//! The corpus embedding matrix and its lifecycle.
//!
//! A store starts uninitialized. It becomes usable either by loading a cache
//! artifact that matches the current corpus, or by encoding the corpus and
//! writing a fresh artifact. Creation is all-or-nothing: a failed or aborted
//! run leaves neither a matrix nor an artifact behind.

use std::fmt;
use std::path::Path;
use std::sync::Arc;
use std::sync::atomic::{AtomicBool, Ordering};
use std::time::Instant;

use rayon::prelude::*;
use tracing::{debug, info, warn};

use crate::corpus::Record;
use crate::embedding::cache::{self, CacheBody};
use crate::embedding::encoder::TextEncoder;
use crate::error::{Result, StrataError};
use crate::similarity::cosine;

const DEFAULT_BATCH_SIZE: usize = 32;

/// Dense `rows × dim` matrix of `f32`, row-major.
#[derive(Debug, Clone, PartialEq)]
pub struct EmbeddingMatrix {
    rows: usize,
    dim: usize,
    data: Vec<f32>,
}

impl EmbeddingMatrix {
    /// Number of rows.
    pub fn rows(&self) -> usize {
        self.rows
    }

    /// Vector length.
    pub fn dim(&self) -> usize {
        self.dim
    }

    /// Row `i`.
    pub fn row(&self, i: usize) -> &[f32] {
        &self.data[i * self.dim..(i + 1) * self.dim]
    }

    /// All values, row-major.
    pub fn as_slice(&self) -> &[f32] {
        &self.data
    }
}

/// Holds one semantic vector per corpus record.
pub struct EmbeddingStore {
    encoder: Option<Arc<dyn TextEncoder>>,
    fields: Vec<String>,
    batch_size: usize,
    matrix: Option<EmbeddingMatrix>,
}

impl fmt::Debug for EmbeddingStore {
    fn fmt(&self, f: &mut fmt::Formatter<'_>) -> fmt::Result {
        f.debug_struct("EmbeddingStore")
            .field("encoder", &self.encoder.as_ref().map(|e| e.name().to_string()))
            .field("fields", &self.fields)
            .field("batch_size", &self.batch_size)
            .field("rows", &self.matrix.as_ref().map(EmbeddingMatrix::rows))
            .finish()
    }
}

impl EmbeddingStore {
    /// A store with no matrix yet.
    ///
    /// `fields` are the text fields whose combined text is encoded per
    /// record, in combination order.
    pub fn uninitialized(encoder: Option<Arc<dyn TextEncoder>>, fields: Vec<String>) -> Self {
        EmbeddingStore {
            encoder,
            fields,
            batch_size: DEFAULT_BATCH_SIZE,
            matrix: None,
        }
    }

    /// Set the number of records encoded per batch (at least one).
    pub fn with_batch_size(mut self, batch_size: usize) -> Self {
        self.batch_size = batch_size.max(1);
        self
    }

    /// Encode `corpus` and persist the result at `path`.
    pub fn create<P: AsRef<Path>>(
        corpus: &[Record],
        fields: Vec<String>,
        encoder: Option<Arc<dyn TextEncoder>>,
        path: P,
    ) -> Result<Self> {
        Self::create_cancellable(corpus, fields, encoder, path, &AtomicBool::new(false))
    }

    /// Like [`create`](Self::create), but gives up with
    /// [`StrataError::OperationCancelled`] once `cancel` is set. The flag is
    /// checked between batches.
    pub fn create_cancellable<P: AsRef<Path>>(
        corpus: &[Record],
        fields: Vec<String>,
        encoder: Option<Arc<dyn TextEncoder>>,
        path: P,
        cancel: &AtomicBool,
    ) -> Result<Self> {
        let mut store = Self::uninitialized(encoder, fields);
        store.build(corpus, path.as_ref(), cancel)?;
        Ok(store)
    }

    /// Try to adopt the artifact at `path` for `corpus`.
    ///
    /// Returns `false`, leaving the store unchanged, when the file is absent,
    /// unreadable or corrupt, or was computed for a different corpus.
    pub fn load<P: AsRef<Path>>(&mut self, path: P, corpus: &[Record]) -> bool {
        let path = path.as_ref();
        if !path.exists() {
            debug!(path = %path.display(), "No embedding cache found");
            return false;
        }

        let body = match cache::read(path) {
            Ok(body) => body,
            Err(e) => {
                warn!(path = %path.display(), error = %e, "Ignoring unreadable embedding cache");
                return false;
            }
        };

        if body.rows != corpus.len() as u64 {
            warn!(
                path = %path.display(),
                cached = body.rows,
                corpus = corpus.len(),
                "Ignoring embedding cache with a different record count"
            );
            return false;
        }
        if body.fingerprint != self.fingerprint(corpus) {
            warn!(path = %path.display(), "Ignoring embedding cache built from a different corpus");
            return false;
        }
        if let Some(encoder) = &self.encoder {
            if body.dim as usize != encoder.dimension() {
                warn!(
                    path = %path.display(),
                    cached = body.dim,
                    encoder = encoder.dimension(),
                    "Ignoring embedding cache with a different dimension"
                );
                return false;
            }
        }

        info!(path = %path.display(), rows = body.rows, dim = body.dim, "Loaded embedding cache");
        self.matrix = Some(EmbeddingMatrix {
            rows: body.rows as usize,
            dim: body.dim as usize,
            data: body.data,
        });
        true
    }

    /// Load the artifact at `path`, or create it when it cannot be used.
    pub fn load_or_create<P: AsRef<Path>>(&mut self, path: P, corpus: &[Record]) -> Result<()> {
        self.load_or_create_cancellable(path, corpus, &AtomicBool::new(false))
    }

    /// [`load_or_create`](Self::load_or_create) with an abort flag.
    pub fn load_or_create_cancellable<P: AsRef<Path>>(
        &mut self,
        path: P,
        corpus: &[Record],
        cancel: &AtomicBool,
    ) -> Result<()> {
        let path = path.as_ref();
        if self.load(path, corpus) {
            return Ok(());
        }
        self.build(corpus, path, cancel)
    }

    fn build(&mut self, corpus: &[Record], path: &Path, cancel: &AtomicBool) -> Result<()> {
        let encoder = self
            .encoder
            .clone()
            .ok_or(StrataError::EncoderUnavailable)?;
        let dim = encoder.dimension();
        let texts: Vec<String> = corpus
            .iter()
            .map(|r| r.combined_text(&self.fields))
            .collect();

        info!(
            records = texts.len(),
            model = encoder.name(),
            batch_size = self.batch_size,
            "Creating embeddings"
        );
        let start = Instant::now();

        let mut data = Vec::with_capacity(texts.len() * dim);
        for (batch_no, batch) in texts.chunks(self.batch_size).enumerate() {
            let done = batch_no * self.batch_size;
            if cancel.load(Ordering::Relaxed) {
                return Err(StrataError::cancelled(format!(
                    "embedding creation stopped after {done} of {} records",
                    texts.len()
                )));
            }

            let refs: Vec<&str> = batch.iter().map(String::as_str).collect();
            let vectors = encoder.encode_batch(&refs)?;
            if vectors.len() != batch.len() {
                return Err(StrataError::encoding(format!(
                    "encoder returned {} vectors for {} texts",
                    vectors.len(),
                    batch.len()
                )));
            }
            for vector in vectors {
                check_dimension(&vector, dim)?;
                data.extend_from_slice(&vector);
            }
            info!(encoded = done + batch.len(), total = texts.len(), "Embedding progress");
        }

        let body = CacheBody {
            rows: texts.len() as u64,
            dim: dim as u64,
            fingerprint: cache::fingerprint(texts.iter().map(String::as_str)),
            data,
        };
        cache::write(path, &body)?;

        info!(
            path = %path.display(),
            rows = body.rows,
            elapsed_ms = start.elapsed().as_millis() as u64,
            "Saved embedding cache"
        );
        self.matrix = Some(EmbeddingMatrix {
            rows: texts.len(),
            dim,
            data: body.data,
        });
        Ok(())
    }

    /// Encode query text with the store's encoder.
    pub fn encode_query(&self, text: &str) -> Result<Vec<f32>> {
        let encoder = self.encoder.as_ref().ok_or(StrataError::EncoderUnavailable)?;
        let vector = encoder.encode(text)?;
        check_dimension(&vector, encoder.dimension())?;
        Ok(vector)
    }

    /// Cosine similarity of every row against `query`.
    pub fn scores(&self, query: &[f32]) -> Result<Vec<f64>> {
        let matrix = self
            .matrix
            .as_ref()
            .ok_or_else(|| StrataError::StrategyUnavailable("embedding".to_string()))?;
        check_dimension(query, matrix.dim)?;
        Ok((0..matrix.rows)
            .into_par_iter()
            .map(|i| cosine(matrix.row(i), query))
            .collect())
    }

    /// Whether both a matrix and an encoder are present.
    pub fn is_ready(&self) -> bool {
        self.matrix.is_some() && self.encoder.is_some()
    }

    /// Number of embedded records (zero when uninitialized).
    pub fn len(&self) -> usize {
        self.matrix.as_ref().map_or(0, EmbeddingMatrix::rows)
    }

    /// Whether no record is embedded.
    pub fn is_empty(&self) -> bool {
        self.len() == 0
    }

    /// Vector length, from the matrix or else the encoder.
    pub fn dimension(&self) -> Option<usize> {
        self.matrix
            .as_ref()
            .map(EmbeddingMatrix::dim)
            .or_else(|| self.encoder.as_ref().map(|e| e.dimension()))
    }

    /// The corpus matrix, if initialized.
    pub fn matrix(&self) -> Option<&EmbeddingMatrix> {
        self.matrix.as_ref()
    }

    /// Text fields combined per record.
    pub fn fields(&self) -> &[String] {
        &self.fields
    }

    fn fingerprint(&self, corpus: &[Record]) -> u32 {
        let texts: Vec<String> = corpus
            .iter()
            .map(|r| r.combined_text(&self.fields))
            .collect();
        cache::fingerprint(texts.iter().map(String::as_str))
    }
}

fn check_dimension(vector: &[f32], expected: usize) -> Result<()> {
    if vector.len() != expected {
        return Err(StrataError::encoding(format!(
            "expected a vector of length {expected}, got {}",
            vector.len()
        )));
    }
    Ok(())
}
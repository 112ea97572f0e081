//! Text analysis for term weighting.
//!
//! Raw field text flows through an [`analyzer::Analyzer`], which runs a
//! [`tokenizer::Tokenizer`] followed by a chain of [`token_filter::Filter`]s.
//! The resulting terms feed the TF-IDF vectorizer of every indexed field and
//! the query transform for that field.

pub mod analyzer;
pub mod token;
pub mod token_filter;
pub mod tokenizer;
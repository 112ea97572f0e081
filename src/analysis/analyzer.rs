//! Analyzers turn raw text into the terms that get weighted.
//!
//! ```text
//! Raw Text → Tokenizer → Filter 1 → ... → Filter N → terms
//! ```
//!
//! # Examples
//!
//! ```
//! use strata::analysis::analyzer::Analyzer;
//! use strata::analysis::analyzer::standard::StandardAnalyzer;
//!
//! let analyzer = StandardAnalyzer::new().unwrap();
//! let terms = analyzer.terms("How do I install Python?").unwrap();
//! assert_eq!(terms, vec!["install", "python"]);
//! ```

use crate::analysis::token::TokenStream;
use crate::error::Result;

pub mod pipeline;
pub mod standard;

/// Trait for analyzers that convert text into processed tokens.
///
/// Analyzers are shared between the fitting pass and every query transform,
/// so they must be `Send + Sync`.
pub trait Analyzer: Send + Sync {
    /// Analyze the given text and return a stream of tokens.
    fn analyze(&self, text: &str) -> Result<TokenStream>;

    /// Get the name of this analyzer.
    fn name(&self) -> &str;

    /// Collect the term texts produced for `text`, in stream order.
    fn terms(&self, text: &str) -> Result<Vec<String>> {
        Ok(self.analyze(text)?.map(|token| token.text).collect())
    }
}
● ● ● ● ● ● ●
• [EXERCISE REQUIREMENTS] Please give an exact copy of the lines above, beginning with the line containing "pub mod tokenizer;" and running through the line containing "use crate::analysis::token::TokenStream;", and of no other lines.

• [RESPONSE]
pub mod tokenizer;
repository 112ea97572f0e081
filename src/analysis/analyzer.rs
//! Analyzers turn raw text into the terms that get weighted.
//!
//! ```text
//! Raw Text → Tokenizer → Filter 1 → ... → Filter N → terms
//! ```
//!
//! # Examples
//!
//! ```
//! use strata::analysis::analyzer::Analyzer;
//! use strata::analysis::analyzer::standard::StandardAnalyzer;
//!
//! let analyzer = StandardAnalyzer::new().unwrap();
//! let terms = analyzer.terms("How do I install Python?").unwrap();
//! assert_eq!(terms, vec!["install", "python"]);
//! ```

use crate::analysis::token::TokenStream;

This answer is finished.